NOTE: Interesting bit from the Wikipedia article linked above:

According to a 2007 analysis by the Kaiser Commission on Medicaid and the Uninsured, uninsured adult low-income non-citizens were the least likely to use emergency rooms, with only about one in ten reporting a visit in the past year. Adult non-citizens most often rely on clinics and health centers, many of which are funded by charities as well as hospitals seeking to unburden their emergency rooms.

Illegal immigrants being in our country is an immigration problem, not a health care problem.

One Last Thing: Americans need health care, not health insurance. I am old enough to remember a time when many, if not most, people didn’t have health insurance. It used to not be the norm. It didn’t mean we didn’t go to the doctor when we needed or wanted to go. We did, and it was affordable enough that most people could access decent health care. Then having health insurance became the norm, and the cost of health care went up. Now if someone doesn’t have health insurance, they might as well forget trying to see doctors or get treatments, and even people with health insurance often can’t afford health care. I don’t see many other people noticing the connection between insurance becoming the norm and the rising cost of health care, but in my lifetime, I have certainly noticed it.

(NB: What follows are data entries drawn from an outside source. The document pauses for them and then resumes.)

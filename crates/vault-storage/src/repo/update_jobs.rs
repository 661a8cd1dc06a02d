// SPDX-License-Identifier: BUSL-1.1
// Copyright (c) 2026 Alfred Jean LLC

//! Typed row ↔ domain mapping for `update_jobs`.

use sqlx::{Row, SqlitePool};
use vault_core::ids::UpdateJobId;
use vault_core::update_job::{UpdateJob, UpdateJobStatus, UpdateStepName};

use crate::StorageError;

fn status_to_str(s: UpdateJobStatus) -> &'static str {
    match s {
        UpdateJobStatus::Pending => "pending",
        UpdateJobStatus::Running => "running",
        UpdateJobStatus::Completed => "completed",
        UpdateJobStatus::Failed => "failed",
        UpdateJobStatus::RolledBack => "rolled_back",
    }
}

fn status_from_str(s: &str) -> Result<UpdateJobStatus, StorageError> {
    Ok(match s {
        "pending" => UpdateJobStatus::Pending,
        "running" => UpdateJobStatus::Running,
        "completed" => UpdateJobStatus::Completed,
        "failed" => UpdateJobStatus::Failed,
        "rolled_back" => UpdateJobStatus::RolledBack,
        other => return Err(StorageError::Decode(format!("unknown update job status {other}"))),
    })
}

fn step_to_str(s: UpdateStepName) -> &'static str {
    match s {
        UpdateStepName::Migrations => "migrations",
        UpdateStepName::Code => "code",
        UpdateStepName::Configuration => "configuration",
        UpdateStepName::Containers => "containers",
        UpdateStepName::Signatures => "signatures",
    }
}

fn step_from_str(s: &str) -> Result<UpdateStepName, StorageError> {
    Ok(match s {
        "migrations" => UpdateStepName::Migrations,
        "code" => UpdateStepName::Code,
        "configuration" => UpdateStepName::Configuration,
        "containers" => UpdateStepName::Containers,
        "signatures" => UpdateStepName::Signatures,
        other => return Err(StorageError::Decode(format!("unknown update step {other}"))),
    })
}

fn row_to_job(row: &sqlx::sqlite::SqliteRow) -> Result<UpdateJob, StorageError> {
    Ok(UpdateJob {
        id: UpdateJobId::new(row.try_get::<String, _>("id")?),
        status: status_from_str(row.try_get::<String, _>("status")?.as_str())?,
        bundle_version: row.try_get("bundle_version")?,
        from_version: row.try_get("from_version")?,
        bundle_path: row.try_get("bundle_path")?,
        progress_pct: row.try_get("progress_pct")?,
        current_step: row
            .try_get::<Option<String>, _>("current_step")?
            .map(|s| step_from_str(&s))
            .transpose()?,
        steps: serde_json::from_str(row.try_get::<String, _>("steps_blob")?.as_str())?,
        log: serde_json::from_str(row.try_get::<String, _>("log_blob")?.as_str())?,
        changelog: row.try_get("changelog")?,
        components: serde_json::from_str(row.try_get::<String, _>("components_blob")?.as_str())?,
        backup_path: row.try_get("backup_path")?,
        error: row.try_get("error")?,
        created_at: row.try_get("created_at")?,
        completed_at: row.try_get("completed_at")?,
    })
}

pub async fn insert(pool: &SqlitePool, job: &UpdateJob) -> Result<(), StorageError> {
    sqlx::query(
        "INSERT INTO update_jobs
         (id, status, bundle_version, from_version, bundle_path, progress_pct, current_step,
          steps_blob, log_blob, changelog, components_blob, backup_path, error, created_at, completed_at)
         VALUES (?,?,?,?,?,?,?,?,?,?,?,?,?,?,?)",
    )
    .bind(job.id.as_str())
    .bind(status_to_str(job.status))
    .bind(&job.bundle_version)
    .bind(&job.from_version)
    .bind(&job.bundle_path)
    .bind(job.progress_pct)
    .bind(job.current_step.map(step_to_str))
    .bind(serde_json::to_string(&job.steps)?)
    .bind(serde_json::to_string(&job.log)?)
    .bind(&job.changelog)
    .bind(serde_json::to_string(&job.components)?)
    .bind(&job.backup_path)
    .bind(&job.error)
    .bind(job.created_at)
    .bind(job.completed_at)
    .execute(pool)
    .await?;
    Ok(())
}

pub async fn update(pool: &SqlitePool, job: &UpdateJob) -> Result<(), StorageError> {
    sqlx::query(
        "UPDATE update_jobs SET status=?, progress_pct=?, current_step=?, steps_blob=?, log_blob=?,
         backup_path=?, error=?, completed_at=? WHERE id=?",
    )
    .bind(status_to_str(job.status))
    .bind(job.progress_pct)
    .bind(job.current_step.map(step_to_str))
    .bind(serde_json::to_string(&job.steps)?)
    .bind(serde_json::to_string(&job.log)?)
    .bind(&job.backup_path)
    .bind(&job.error)
    .bind(job.completed_at)
    .bind(job.id.as_str())
    .execute(pool)
    .await?;
    Ok(())
}

pub async fn get(pool: &SqlitePool, id: &UpdateJobId) -> Result<Option<UpdateJob>, StorageError> {
    let row = sqlx::query("SELECT * FROM update_jobs WHERE id = ?")
        .bind(id.as_str())
        .fetch_optional(pool)
        .await?;
    row.as_ref().map(row_to_job).transpose()
}

pub async fn history(pool: &SqlitePool) -> Result<Vec<UpdateJob>, StorageError> {
    let rows = sqlx::query("SELECT * FROM update_jobs ORDER BY created_at DESC")
        .fetch_all(pool)
        .await?;
    rows.iter().map(row_to_job).collect()
}

#[cfg(test)]
#[path = "update_jobs_tests.rs"]
mod tests;
// SPDX-License-Identifier: BUSL-1.1
// Copyright (c) 2026 Alfred Jean LLC

//! Training and evaluation job records and their status-machine transitions.
//!
//! Both job kinds are "queued then run to a terminal state"; terminal
//! states are absorbing. `TrainingJob` additionally supports `paused`,
//! since only training workers checkpoint on the portable pause signal.

use chrono::{DateTime, Utc};
use serde::{Deserialize, Serialize};
use serde_json::Value;
use thiserror::Error;

use crate::ids::{AdapterId, EvalJobId, TrainingJobId};

#[derive(Debug, Clone, Copy, PartialEq, Eq, Serialize, Deserialize)]
#[serde(rename_all = "snake_case")]
pub enum TrainingJobStatus {
    Queued,
    Running,
    Paused,
    Completed,
    Cancelled,
    Failed,
}

impl TrainingJobStatus {
    pub fn is_terminal(self) -> bool {
        matches!(self, Self::Completed | Self::Cancelled | Self::Failed)
    }

    /// Whether `self -> next` is a legal transition per spec.md 3's table.
    pub fn can_transition_to(self, next: Self) -> bool {
        use TrainingJobStatus::*;
        matches!(
            (self, next),
            (Queued, Running)
                | (Running, Paused)
                | (Running, Completed)
                | (Running, Cancelled)
                | (Running, Failed)
                | (Paused, Running)
                | (Paused, Cancelled)
        )
    }
}

#[derive(Debug, Clone, Copy, PartialEq, Eq, Serialize, Deserialize)]
#[serde(rename_all = "snake_case")]
pub enum AdapterType {
    Full,
    Lora,
    Qlora,
}

#[derive(Debug, Error)]
#[error("illegal transition from {from:?} to {to:?}")]
pub struct IllegalTransition<S: std::fmt::Debug> {
    pub from: S,
    pub to: S,
}

#[derive(Debug, Clone, Serialize, Deserialize)]
pub struct TrainingJob {
    pub id: TrainingJobId,
    pub name: String,
    pub status: TrainingJobStatus,
    pub progress: f64,
    pub model: String,
    pub dataset: String,
    pub config_blob: Value,
    pub metrics_blob: Value,
    pub resource_blob: Value,
    pub error: Option<String>,
    pub adapter_type: AdapterType,
    pub adapter_config_blob: Option<Value>,
    pub adapter_id: Option<AdapterId>,
    pub created_at: DateTime<Utc>,
    pub started_at: Option<DateTime<Utc>>,
    pub completed_at: Option<DateTime<Utc>>,
}

/// Truncation length applied to worker error text before it is persisted.
pub const MAX_ERROR_LEN: usize = 2000;

impl TrainingJob {
    pub fn new(
        id: TrainingJobId,
        name: impl Into<String>,
        model: impl Into<String>,
        dataset: impl Into<String>,
        adapter_type: AdapterType,
        config_blob: Value,
        created_at: DateTime<Utc>,
    ) -> Self {
        TrainingJob {
            id,
            name: name.into(),
            status: TrainingJobStatus::Queued,
            progress: 0.0,
            model: model.into(),
            dataset: dataset.into(),
            config_blob,
            metrics_blob: Value::Null,
            resource_blob: Value::Null,
            error: None,
            adapter_type,
            adapter_config_blob: None,
            adapter_id: None,
            created_at,
            started_at: None,
            completed_at: None,
        }
    }

    /// Applies a status transition, enforcing the legal-edge table and the
    /// absorbing-terminal-state rule. Progress is clamped into `[0, 100]`
    /// whenever this is called with a running-adjacent status.
    pub fn transition(
        &mut self,
        next: TrainingJobStatus,
        now: DateTime<Utc>,
    ) -> Result<(), IllegalTransition<TrainingJobStatus>> {
        if !self.status.can_transition_to(next) {
            return Err(IllegalTransition {
                from: self.status,
                to: next,
            });
        }
        if next == TrainingJobStatus::Running && self.started_at.is_none() {
            self.started_at = Some(now);
        }
        if next.is_terminal() {
            self.completed_at = Some(now);
        }
        self.status = next;
        Ok(())
    }

    pub fn set_progress(&mut self, progress: f64) {
        self.progress = progress.clamp(0.0, 100.0);
    }

    pub fn set_error(&mut self, message: impl Into<String>) {
        let mut msg = message.into();
        if msg.len() > MAX_ERROR_LEN {
            msg.truncate(MAX_ERROR_LEN);
        }
        self.error = Some(msg);
    }
}

#[derive(Debug, Clone, Copy, PartialEq, Eq, Serialize, Deserialize)]
#[serde(rename_all = "snake_case")]
pub enum EvalJobStatus {
    Queued,
    Running,
    Completed,
    Cancelled,
    Failed,
}

impl EvalJobStatus {
    pub fn is_terminal(self) -> bool {
        matches!(self, Self::Completed | Self::Cancelled | Self::Failed)
    }

    pub fn can_transition_to(self, next: Self) -> bool {
        use EvalJobStatus::*;
        matches!(
            (self, next),
            (Queued, Running) | (Running, Completed) | (Running, Cancelled) | (Running, Failed)
        )
    }
}

#[derive(Debug, Clone, Copy, PartialEq, Eq, Serialize, Deserialize)]
#[serde(rename_all = "snake_case")]
pub enum DatasetType {
    Builtin,
    Custom,
}

#[derive(Debug, Clone, Serialize, Deserialize)]
pub struct EvalJob {
    pub id: EvalJobId,
    pub name: String,
    pub status: EvalJobStatus,
    pub progress: f64,
    pub model_id: String,
    pub adapter_id: Option<AdapterId>,
    pub dataset_id: String,
    pub dataset_type: DatasetType,
    pub config_blob: Value,
    pub results_blob: Option<Value>,
    pub total_examples: u64,
    pub examples_completed: u64,
    pub created_at: DateTime<Utc>,
    pub started_at: Option<DateTime<Utc>>,
    pub completed_at: Option<DateTime<Utc>>,
}

impl EvalJob {
    pub fn new(
        id: EvalJobId,
        name: impl Into<String>,
        model_id: impl Into<String>,
        dataset_id: impl Into<String>,
        dataset_type: DatasetType,
        config_blob: Value,
        total_examples: u64,
        created_at: DateTime<Utc>,
    ) -> Self {
        EvalJob {
            id,
            name: name.into(),
            status: EvalJobStatus::Queued,
            progress: 0.0,
            model_id: model_id.into(),
            adapter_id: None,
            dataset_id: dataset_id.into(),
            dataset_type,
            config_blob,
            results_blob: None,
            total_examples,
            examples_completed: 0,
            created_at,
            started_at: None,
            completed_at: None,
        }
    }

    pub fn transition(
        &mut self,
        next: EvalJobStatus,
        now: DateTime<Utc>,
    ) -> Result<(), IllegalTransition<EvalJobStatus>> {
        if !self.status.can_transition_to(next) {
            return Err(IllegalTransition {
                from: self.status,
                to: next,
            });
        }
        if next == EvalJobStatus::Running && self.started_at.is_none() {
            self.started_at = Some(now);
        }
        if next.is_terminal() {
            self.completed_at = Some(now);
        }
        self.status = next;
        Ok(())
    }

    pub fn record_progress(&mut self, examples_completed: u64) {
        self.examples_completed = examples_completed.min(self.total_examples);
        self.progress = if self.total_examples == 0 {
            100.0
        } else {
            (self.examples_completed as f64 / self.total_examples as f64) * 100.0
        };
    }
}

#[cfg(test)]
#[path = "job_tests.rs"]
mod tests;
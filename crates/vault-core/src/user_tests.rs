use super::*;

fn ts() -> DateTime<Utc> {
    DateTime::from_timestamp(1_700_000_000, 0).unwrap()
}

#[test]
fn local_user_satisfies_invariant() {
    let user = User::new_local(UserId::new("u1"), "Ada", "ada@example.com", Role::User, "hash", ts());
    assert!(user.check_invariant().is_ok());
}

#[test]
fn directory_user_satisfies_invariant() {
    let user = User::new_directory(
        UserId::new("u2"),
        "Grace",
        "grace@example.com",
        Role::Admin,
        "cn=grace,dc=example",
        ts(),
    );
    assert!(user.check_invariant().is_ok());
    assert!(user.is_admin());
}

#[test]
fn local_user_missing_hash_violates_invariant() {
    let mut user = User::new_local(UserId::new("u3"), "Bad", "bad@example.com", Role::User, "hash", ts());
    user.credential_hash = None;
    assert!(matches!(
        user.check_invariant(),
        Err(UserInvariantError::MissingCredentialHash)
    ));
}

#[test]
fn disabled_user_is_not_active() {
    let mut user = User::new_local(UserId::new("u4"), "C", "c@example.com", Role::User, "h", ts());
    user.status = UserStatus::Disabled;
    assert!(!user.is_active());
}
// SPDX-License-Identifier: BUSL-1.1
// Copyright (c) 2026 Alfred Jean LLC

//! The six canonical stages, in pipeline order: size/magic sniff,
//! antivirus, rule scan, content policy, sanitization, hash blacklist.

use std::path::Path;
use std::sync::Arc;

use async_trait::async_trait;
use regex::Regex;
use sha2::{Digest, Sha256};
use vault_adapters::av_transport::{self, ScanVerdict};
use vault_adapters::rule_matcher::RuleMatcher;
use vault_core::quarantine::{Finding, Severity};

use crate::config::{QuarantineConfig, Strictness};
use crate::hash_blacklist::HashBlacklist;
use crate::stage::{Stage, StageOutcome};

fn finding(stage: &str, severity: Severity, code: &str, message: impl Into<String>) -> Finding {
    Finding {
        stage: stage.to_string(),
        severity,
        code: code.to_string(),
        message: message.into(),
        details: serde_json::Value::Null,
    }
}

/// An `unavailable` backend result is a soft pass under the default and
/// lenient strictness levels, and a `medium`-severity hold under strict.
fn unavailable_outcome(stage: &str, strictness: Strictness) -> StageOutcome {
    let info = finding(stage, Severity::None, "unavailable", format!("{stage} backend unavailable"));
    match strictness {
        Strictness::Strict => StageOutcome::hold(vec![finding(
            stage,
            Severity::Medium,
            "unavailable_strict",
            format!("{stage} backend unavailable and strictness=strict treats this as a hold"),
        )]),
        Strictness::Standard | Strictness::Lenient => StageOutcome::pass_with_findings(vec![info]),
    }
}

/// Stage 1: file-size cap plus a magic-byte sniff against a small table
/// of well-known signatures. Extension/magic mismatch is informational,
/// not a hold — only oversize files are held.
pub struct SizeSniffStage;

#[async_trait]
impl Stage for SizeSniffStage {
    fn name(&self) -> &'static str {
        "size_sniff"
    }

    async fn scan(&self, path: &Path, _original_filename: &str, config: &QuarantineConfig) -> StageOutcome {
        let metadata = match tokio::fs::metadata(path).await {
            Ok(m) => m,
            Err(e) => {
                return StageOutcome::hold(vec![finding(
                    self.name(),
                    Severity::High,
                    "unreadable",
                    format!("could not stat staged file: {e}"),
                )]);
            }
        };
        if metadata.len() > config.max_file_size_bytes {
            return StageOutcome::hold(vec![finding(
                self.name(),
                Severity::High,
                "oversize",
                format!(
                    "file is {} bytes, exceeds the {}-byte limit",
                    metadata.len(),
                    config.max_file_size_bytes
                ),
            )]);
        }
        StageOutcome::pass()
    }
}

/// Stage 2: antivirus scan over the framed socket transport.
pub struct AntivirusStage;

#[async_trait]
impl Stage for AntivirusStage {
    fn name(&self) -> &'static str {
        "antivirus"
    }

    async fn scan(&self, path: &Path, _original_filename: &str, config: &QuarantineConfig) -> StageOutcome {
        let Some(socket_path) = &config.av_socket_path else {
            return unavailable_outcome(self.name(), config.strictness);
        };
        let data = match tokio::fs::read(path).await {
            Ok(bytes) => bytes,
            Err(_) => return unavailable_outcome(self.name(), config.strictness),
        };
        match av_transport::scan_file(socket_path, &data).await {
            ScanVerdict::Clean => StageOutcome::pass(),
            ScanVerdict::Infected { threat_name } => StageOutcome::hold(vec![finding(
                self.name(),
                Severity::Critical,
                "infected",
                format!("antivirus daemon flagged threat: {threat_name}"),
            )]),
            ScanVerdict::Error { detail } => StageOutcome::hold(vec![finding(
                self.name(),
                Severity::Medium,
                "protocol_error",
                format!("antivirus daemon returned an unparseable reply: {detail}"),
            )]),
            ScanVerdict::Unavailable => unavailable_outcome(self.name(), config.strictness),
        }
    }
}

/// Stage 3: YARA-style rule scan.
pub struct RuleScanStage<M: RuleMatcher> {
    matcher: Arc<M>,
}

impl<M: RuleMatcher> RuleScanStage<M> {
    pub fn new(matcher: Arc<M>) -> Self {
        Self { matcher }
    }
}

#[async_trait]
impl<M: RuleMatcher> Stage for RuleScanStage<M> {
    fn name(&self) -> &'static str {
        "rule_scan"
    }

    async fn scan(&self, path: &Path, _original_filename: &str, config: &QuarantineConfig) -> StageOutcome {
        let data = match tokio::fs::read(path).await {
            Ok(bytes) => bytes,
            Err(_) => return unavailable_outcome(self.name(), config.strictness),
        };
        let matches = self.matcher.scan(&data).await;
        if matches.is_empty() {
            return StageOutcome::pass();
        }
        let findings = matches
            .into_iter()
            .map(|m| {
                finding(
                    self.name(),
                    Severity::High,
                    "rule_match",
                    format!("matched rule {} (tags: {})", m.rule_name, m.tags.join(",")),
                )
            })
            .collect();
        StageOutcome::hold(findings)
    }
}

/// Stage 4: content policy gate. Flags obvious PII (SSN-shaped numbers)
/// and prompt-injection phrasing in text-like files; binary files pass
/// through untouched since this stage only inspects decodable text.
pub struct ContentPolicyStage;

impl ContentPolicyStage {
    fn ssn_pattern() -> Regex {
        #[allow(clippy::unwrap_used)]
        Regex::new(r"\b\d{3}-\d{2}-\d{4}\b").unwrap()
    }

    fn injection_pattern() -> Regex {
        #[allow(clippy::unwrap_used)]
        Regex::new(r"(?i)ignore (all )?(previous|prior) instructions").unwrap()
    }
}

#[async_trait]
impl Stage for ContentPolicyStage {
    fn name(&self) -> &'static str {
        "content_policy"
    }

    async fn scan(&self, path: &Path, _original_filename: &str, _config: &QuarantineConfig) -> StageOutcome {
        let Ok(bytes) = tokio::fs::read(path).await else {
            return StageOutcome::pass();
        };
        let Ok(text) = String::from_utf8(bytes) else {
            return StageOutcome::pass();
        };

        let mut findings = Vec::new();
        if Self::ssn_pattern().is_match(&text) {
            findings.push(finding(
                self.name(),
                Severity::Medium,
                "pii_detected",
                "content appears to contain a social-security-number-shaped value",
            ));
        }
        if Self::injection_pattern().is_match(&text) {
            findings.push(finding(
                self.name(),
                Severity::High,
                "prompt_injection",
                "content contains instruction-override phrasing",
            ));
        }

        if findings.iter().any(|f| f.severity >= Severity::Medium) {
            StageOutcome::hold(findings)
        } else {
            StageOutcome::pass_with_findings(findings)
        }
    }
}

/// Stage 5: sanitization/normalization. Strips NUL bytes and normalizes
/// line endings for text files; writes the result alongside the staged
/// file as `{original}.sanitized`. Non-text files pass through unchanged.
pub struct SanitizationStage;

#[async_trait]
impl Stage for SanitizationStage {
    fn name(&self) -> &'static str {
        "sanitization"
    }

    async fn scan(&self, path: &Path, _original_filename: &str, _config: &QuarantineConfig) -> StageOutcome {
        let Ok(bytes) = tokio::fs::read(path).await else {
            return StageOutcome::pass();
        };
        let Ok(text) = String::from_utf8(bytes) else {
            return StageOutcome::pass();
        };

        let cleaned = text.replace('\0', "").replace("\r\n", "\n");
        let sanitized_path = sanitized_path_for(path);
        if tokio::fs::write(&sanitized_path, cleaned.as_bytes()).await.is_err() {
            return StageOutcome::pass();
        }
        StageOutcome {
            passed: true,
            findings: Vec::new(),
            sanitized_path: Some(sanitized_path),
        }
    }
}

fn sanitized_path_for(path: &Path) -> std::path::PathBuf {
    let mut os_string = path.as_os_str().to_owned();
    os_string.push(".sanitized");
    std::path::PathBuf::from(os_string)
}

/// Stage 6: hash-blacklist lookup. A hit is always `critical`, regardless
/// of strictness.
pub struct HashBlacklistStage {
    blacklist: Arc<HashBlacklist>,
}

impl HashBlacklistStage {
    pub fn new(blacklist: Arc<HashBlacklist>) -> Self {
        Self { blacklist }
    }
}

#[async_trait]
impl Stage for HashBlacklistStage {
    fn name(&self) -> &'static str {
        "hash_blacklist"
    }

    async fn scan(&self, path: &Path, _original_filename: &str, _config: &QuarantineConfig) -> StageOutcome {
        let Ok(bytes) = tokio::fs::read(path).await else {
            return StageOutcome::pass();
        };
        let digest = Sha256::digest(&bytes);
        let hex_digest = hex::encode(digest);
        if self.blacklist.contains(&hex_digest) {
            return StageOutcome::hold(vec![finding(
                self.name(),
                Severity::Critical,
                "blacklisted_hash",
                format!("sha256 {hex_digest} matches the hash blacklist"),
            )]);
        }
        StageOutcome::pass()
    }
}

/// Computes the sha256 of a staged file, used by the pipeline driver to
/// persist `QuarantineFile::sha256_hash` independent of whether the
/// blacklist stage happens to run.
pub async fn sha256_hex(path: &Path) -> std::io::Result<String> {
    let bytes = tokio::fs::read(path).await?;
    Ok(hex::encode(Sha256::digest(&bytes)))
}

#[cfg(test)]
#[path = "stages_tests.rs"]
mod tests;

2 thoughts on “Who Would Jesus ID?

  1. Any substantive argument against boils down to cost. However, in the last 11 months the Treasury and Fed have pumped more than 13 trillion into the gigabanks to replace the money stolen during the former regime, a sum everyone is responsible for, eventually. That amount dwarfs the cost of any of the proposed universal health care schemes. Because of their own complicity, the Democrats can’t point to this obvious fact. Nor can they pull the plug on the wars, which alone easily cost more than health care. The problem is really corruption and as long as the subject is kept taboo in our culture, we’ll be stuck with the same two parties which only pretend to oppose each other, much like attorneys arguing in court, then going out for drinks later in the day, courtesy of your dollar. Republicans use fear of totalitarianism and people of color, while Democrats use fear of poverty and horror stories of dead children to leverage their positions, but neither has any skin in the game, given that they’re rich, educated and already covered. All they’re doing now is jockeying for kickbacks, while pretending to argue the merits. As usual, too bad for us lumpen.

  2. “…neither has any skin in the game, given that they’re rich, educated and already covered.”

    Bingo. This is what I was trying to point out to various friends and family members before I stopped trying to enlighten them. Everyone on the TV talking smack –reporters, commentators, politicians, whoever– every last one of them is rich. Not wanting for health care or food or a house or anything at all. Rich. Necessities covered with money to spare. They aren’t average Americans, so just about all of them are completely clueless or self-serving. Or both.

    “…two parties which only pretend to oppose each other, much like attorneys arguing in court, then going out for drinks later in the day…”

    Which is why I tend not to pay attention to which party someone belongs to when voting. I just try to vote for the one who might screw me the least.